Abstract:The record-breaking performance of deep neural networks (DNNs) comes with heavy parameterization, leading to external dynamic random-access memory (DRAM) for storage. The prohibitive energy of DRAM accesses makes it non-trivial to deploy DNN on resource-constrained devices, calling for minimizing the weight and data movements to improve the energy efficiency. We present SmartDeal (SD), an algorithm framework to trade higher-cost memory storage/access for lower-cost computation, in order to aggressively boost the storage and energy efficiency, for both inference and training. The core of SD is a novel weight decomposition with structural constraints, carefully crafted to unleash the hardware efficiency potential. Specifically, we decompose each weight tensor as the product of a small basis matrix and a large structurally sparse coefficient matrix whose non-zeros are quantized to power-of-2. The resulting sparse and quantized DNNs enjoy greatly reduced energy for data movement and weight storage, incurring minimal overhead to recover the original weights thanks to the sparse bit-operations and cost-favorable computations.
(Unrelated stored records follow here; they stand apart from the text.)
#[cfg(test)]
mod tests {
    use super::*;
    use crate::cell::Justify;
    use crate::layout::ColumnWidth::{Fixed, Remainder};
    use ratatui::layout::Rect;
    use tabula_core::screen::{Screen, ScreenHandle};
    use tabula_core::testing::RecordingRegion;

    fn region(width: u16, height: u16) -> RecordingRegion {
        RecordingRegion::new(Rect::new(0, 0, width, height))
    }

    fn sample_table() -> Table<RecordingRegion> {
        Table::new(
            &region(20, 6),
            &[Remainder, Fixed(6)],
            TableConfig::default(),
        )
    }

    /// Background of every span of a buffered line.
    fn backgrounds(line: &StyledText) -> Vec<Option<Color>> {
        line.spans().iter().map(|s| s.style.bg).collect()
    }

    fn all_bg(line: &StyledText, bg: Color) -> bool {
        backgrounds(line).iter().all(|b| *b == Some(bg))
    }

    // ── Layout and formats ──

    #[test]
    fn columns_follow_requested_widths() {
        let t = sample_table();
        assert_eq!(t.column_count(), 2);
        assert_eq!(t.column_width(0), Ok(14));
        assert_eq!(t.column_width(1), Ok(6));
        assert_eq!(t.page_size(), 6);
    }

    #[test]
    fn dropped_columns_have_no_format() {
        let mut t = Table::new(&region(10, 2), &[Fixed(6), Fixed(6)], TableConfig::default());
        assert_eq!(t.column_count(), 1);
        assert_eq!(
            t.set_column_format(1, Justify::Right),
            Err(TableError::ColumnOutOfRange { index: 1, len: 1 })
        );
    }

    #[test]
    fn every_column_starts_with_default_format() {
        let config = TableConfig {
            default_format: ColumnFormat::new(Justify::Center, '.'),
            ..TableConfig::default()
        };
        let t = Table::new(&region(20, 2), &[Fixed(5), Fixed(5), Remainder], config);
        for i in 0..3 {
            assert_eq!(t.column_format(i), Ok(&ColumnFormat::new(Justify::Center, '.')));
        }
    }

    #[test]
    fn set_column_format_merges_partially() {
        let mut t = sample_table();
        t.set_column_format(1, ColumnFormatPatch::justify(Justify::Right))
            .unwrap();
        t.set_column_format(1, ColumnFormatPatch::justify_character('*'))
            .unwrap();
        assert_eq!(t.column_format(1), Ok(&ColumnFormat::new(Justify::Right, '*')));
        // other columns untouched
        assert_eq!(t.column_format(0), Ok(&ColumnFormat::default()));
    }

    #[test]
    fn out_of_range_index_fails() {
        let mut t = sample_table();
        let err = t.set_column_format(5, Justify::Right).unwrap_err();
        assert_eq!(err, TableError::ColumnOutOfRange { index: 5, len: 2 });
        assert!(t.column_format(2).is_err());
        assert!(t.column_width(2).is_err());
        assert_eq!(
            err.to_string(),
            "column 5 out of range for a table with 2 columns"
        );
    }

    // ── Update and striping ──

    #[test]
    fn update_writes_one_padded_line_per_column() {
        let mut t = sample_table();
        t.set_column_format(1, Justify::Right).unwrap();
        t.update([row!["Food", 2.4], row!["Textiles", 5.8]]);
        let col0: Vec<String> = t.columns()[0].lines().iter().map(StyledText::plain).collect();
        let col1: Vec<String> = t.columns()[1].lines().iter().map(StyledText::plain).collect();
        assert_eq!(col0, vec!["Food          ", "Textiles      "]);
        assert_eq!(col1, vec!["   2.4", "   5.8"]);
    }

    #[test]
    fn striping_alternates_by_index() {
        let mut t = sample_table();
        t.update((0..5).map(|i| row![i, i * 10]));
        let style = TableStyle::default();
        let (row_bg, alt_bg) = (style.row.bg.unwrap(), style.alt_row.bg.unwrap());
        for column in t.columns() {
            for (i, line) in column.lines().iter().enumerate() {
                let expected = if i % 2 == 1 { alt_bg } else { row_bg };
                assert!(all_bg(line, expected), "row {i}: {:?}", backgrounds(line));
            }
        }
    }

    #[test]
    fn highlight_wins_regardless_of_parity() {
        let mut t = sample_table();
        let highlight = t.style().highlight.bg.unwrap();
        let rows = vec![
            t.highlight_row(row!["even", 1]),
            t.highlight_row(row!["odd", 2]),
            row!["plain", 3],
        ];
        t.update(rows);
        for column in t.columns() {
            assert!(all_bg(&column.lines()[0], highlight));
            assert!(all_bg(&column.lines()[1], highlight));
            assert!(!all_bg(&column.lines()[2], highlight));
        }
    }

    #[test]
    fn cell_style_layers_over_stripe() {
        let mut t = sample_table();
        let red = Style::default().fg(Color::Red);
        t.update([
            row!["Textiles", 5.8],
            Row::new([StyledText::raw("Food"), StyledText::styled("2.4", red)]),
        ]);
        let cell = &t.columns()[1].lines()[1];
        let value = cell.spans().iter().find(|s| s.content == "2.4").unwrap();
        assert_eq!(value.style.fg, Some(Color::Red));
        assert_eq!(value.style.bg, t.style().alt_row.bg);
    }

    #[test]
    fn no_striping_leaves_rows_unstyled() {
        let config = TableConfig {
            striped: false,
            ..TableConfig::default()
        };
        let mut t = Table::new(&region(20, 4), &[Remainder, Fixed(6)], config);
        t.update([row!["a", 1], row!["b", 2]]);
        for column in t.columns() {
            for line in column.lines() {
                assert!(backgrounds(line).iter().all(Option::is_none));
            }
        }
    }

    #[test]
    fn set_striped_toggles_for_next_update() {
        let mut t = sample_table();
        t.set_striped(false);
        assert!(!t.is_striped());
        t.update([row!["a", 1]]);
        assert!(backgrounds(&t.columns()[0].lines()[0])
            .iter()
            .all(Option::is_none));
    }

    #[test]
    fn empty_row_macro_fills_every_column() {
        let empty = row![];
        assert!(empty.is_empty());
        let mut t = sample_table();
        t.update([empty]);
        assert_eq!(t.columns()[0].lines()[0].plain(), " ".repeat(14));
        assert_eq!(t.columns()[1].lines()[0].plain(), "      ");
    }

    #[test]
    fn short_rows_are_filled_and_long_rows_cut() {
        let mut t = sample_table();
        t.update([row!["only"], row!["a", 1, "extra"]]);
        assert_eq!(t.columns()[1].lines().len(), 2);
        assert_eq!(t.columns()[1].lines()[0].plain(), "      ");
        assert_eq!(t.columns()[1].lines()[1].plain(), "1     ");
    }

    #[test]
    fn update_replaces_previous_content() {
        let mut t = sample_table();
        t.update([row!["a", 1], row!["b", 2], row!["c", 3]]);
        t.update([row!["z", 26]]);
        assert_eq!(t.columns()[0].lines().len(), 1);
        assert_eq!(t.columns()[0].lines()[0].plain().trim_end(), "z");
    }

    #[test]
    fn clear_empties_without_touching_formats() {
        let mut t = sample_table();
        t.set_column_format(0, Justify::Center).unwrap();
        t.update([row!["a", 1]]);
        t.clear();
        assert!(t.columns().iter().all(|c| c.lines().is_empty()));
        assert_eq!(t.column_format(0).unwrap().justify, Justify::Center);
        assert_eq!(t.column_count(), 2);
    }

    #[test]
    fn paging_by_slicing() {
        let rows: Vec<Row> = (0..10).map(|i| row![format!("item {i}"), i]).collect();
        let mut t = sample_table();
        let page = usize::from(t.page_size());
        t.update(rows[page..].iter().cloned());
        assert_eq!(t.columns()[0].lines().len(), 4);
        assert_eq!(t.columns()[0].lines()[0].plain().trim_end(), "item 6");
    }

    // ── Header and drawing ──

    fn header_table(container: &RecordingRegion) -> Table<RecordingRegion> {
        let config = TableConfig {
            header: Some(vec!["Items".into(), "Price".into()]),
            ..TableConfig::default()
        };
        Table::new(container, &[Remainder, Fixed(6)], config)
    }

    #[test]
    fn header_is_drawn_exactly_once() {
        let container = region(20, 5);
        let log = container.log();
        let mut t = header_table(&container);
        let header_rects = [Rect::new(0, 0, 14, 1), Rect::new(14, 0, 6, 1)];

        assert!(!t.header_drawn());
        t.update([row!["Food", 2.4]]);
        t.draw().unwrap();
        assert!(t.header_drawn());
        t.draw().unwrap();
        t.update([row!["Textiles", 5.8]]);
        t.draw().unwrap();

        for rect in header_rects {
            assert_eq!(log.draws_of(rect), 1);
        }
        assert_eq!(log.draws_of(Rect::new(0, 1, 14, 4)), 3);
        assert_eq!(log.draws()[0].lines, vec!["Items         ".to_string()]);
    }

    #[test]
    fn header_shrinks_the_body() {
        let t = header_table(&region(20, 5));
        assert_eq!(t.page_size(), 4);
        assert_eq!(t.columns()[0].area(), Rect::new(0, 1, 14, 4));
    }

    #[test]
    fn header_uses_header_style_and_column_format() {
        let container = region(20, 5);
        let log = container.log();
        let mut t = header_table(&container);
        t.set_column_format(1, Justify::Right).unwrap();
        t.draw().unwrap();
        assert_eq!(log.draws()[1].lines, vec![" Price".to_string()]);
    }

    #[test]
    fn draw_without_header_only_paints_body() {
        let container = region(20, 3);
        let log = container.log();
        let mut t = Table::new(&container, &[Remainder, Fixed(6)], TableConfig::default());
        t.draw().unwrap();
        assert_eq!(log.draws().len(), 2);
        assert!(!t.header_drawn());
    }

    #[test]
    fn renders_to_screen() {
        let screen = ScreenHandle::new(Screen::new(Vec::new(), Rect::new(0, 0, 20, 4)));
        let config = TableConfig {
            header: Some(vec!["Items".into(), "Price".into()]),
            ..TableConfig::default()
        };
        let mut t = Table::new(&screen.full_window(), &[Remainder, Fixed(6)], config);
        t.set_column_format(1, Justify::Right).unwrap();
        t.update([row!["Food", 2.4], row!["Radioactives", 17.9]]);
        let rows = vec![row!["Food", 2.4], t.highlight_row(row!["Luxuries", 98.1])];
        t.update(rows);
        t.draw().unwrap();
        assert_eq!(
            screen.borrow().render_string(),
            "Items          Price\n\
             Food             2.4\n\
             Luxuries        98.1\n                    "
        );
        let highlight = t.style().highlight.bg.unwrap();
        assert_eq!(screen.borrow().buffer()[(0, 2)].bg, highlight);
        assert_eq!(screen.borrow().buffer()[(19, 2)].bg, highlight);
    }

    #[test]
    fn overflowing_cell_is_clipped_by_its_column() {
        let screen = ScreenHandle::new(Screen::new(Vec::new(), Rect::new(0, 0, 12, 1)));
        let mut t = Table::new(
            &screen.full_window(),
            &[Fixed(6), Fixed(6)],
            TableConfig::default(),
        );
        t.update([row!["Radioactives", 17.9]]);
        assert_eq!(t.columns()[0].lines()[0].plain(), "Radioactives");
        t.draw().unwrap();
        assert_eq!(screen.borrow().render_string(), "Radioa17.9  ");
    }
}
Beyond inference, we take another leap to embrace energy-efficient training, introducing innovative techniques to address the unique roadblocks arising in training while preserving the SD structures. We also design a dedicated hardware accelerator to fully utilize the SD structure to improve the real energy efficiency and latency. We conduct experiments on both multiple tasks, models and datasets in different settings. Results show that: 1) applied to inference, SD achieves up to 2.44x energy efficiency as evaluated via real hardware implementations; 2) applied to training, SD leads to 10.56x and 4.48x reduction in the storage and training energy, with negligible accuracy loss compared to state-of-the-art training baselines. Our source codes are available online.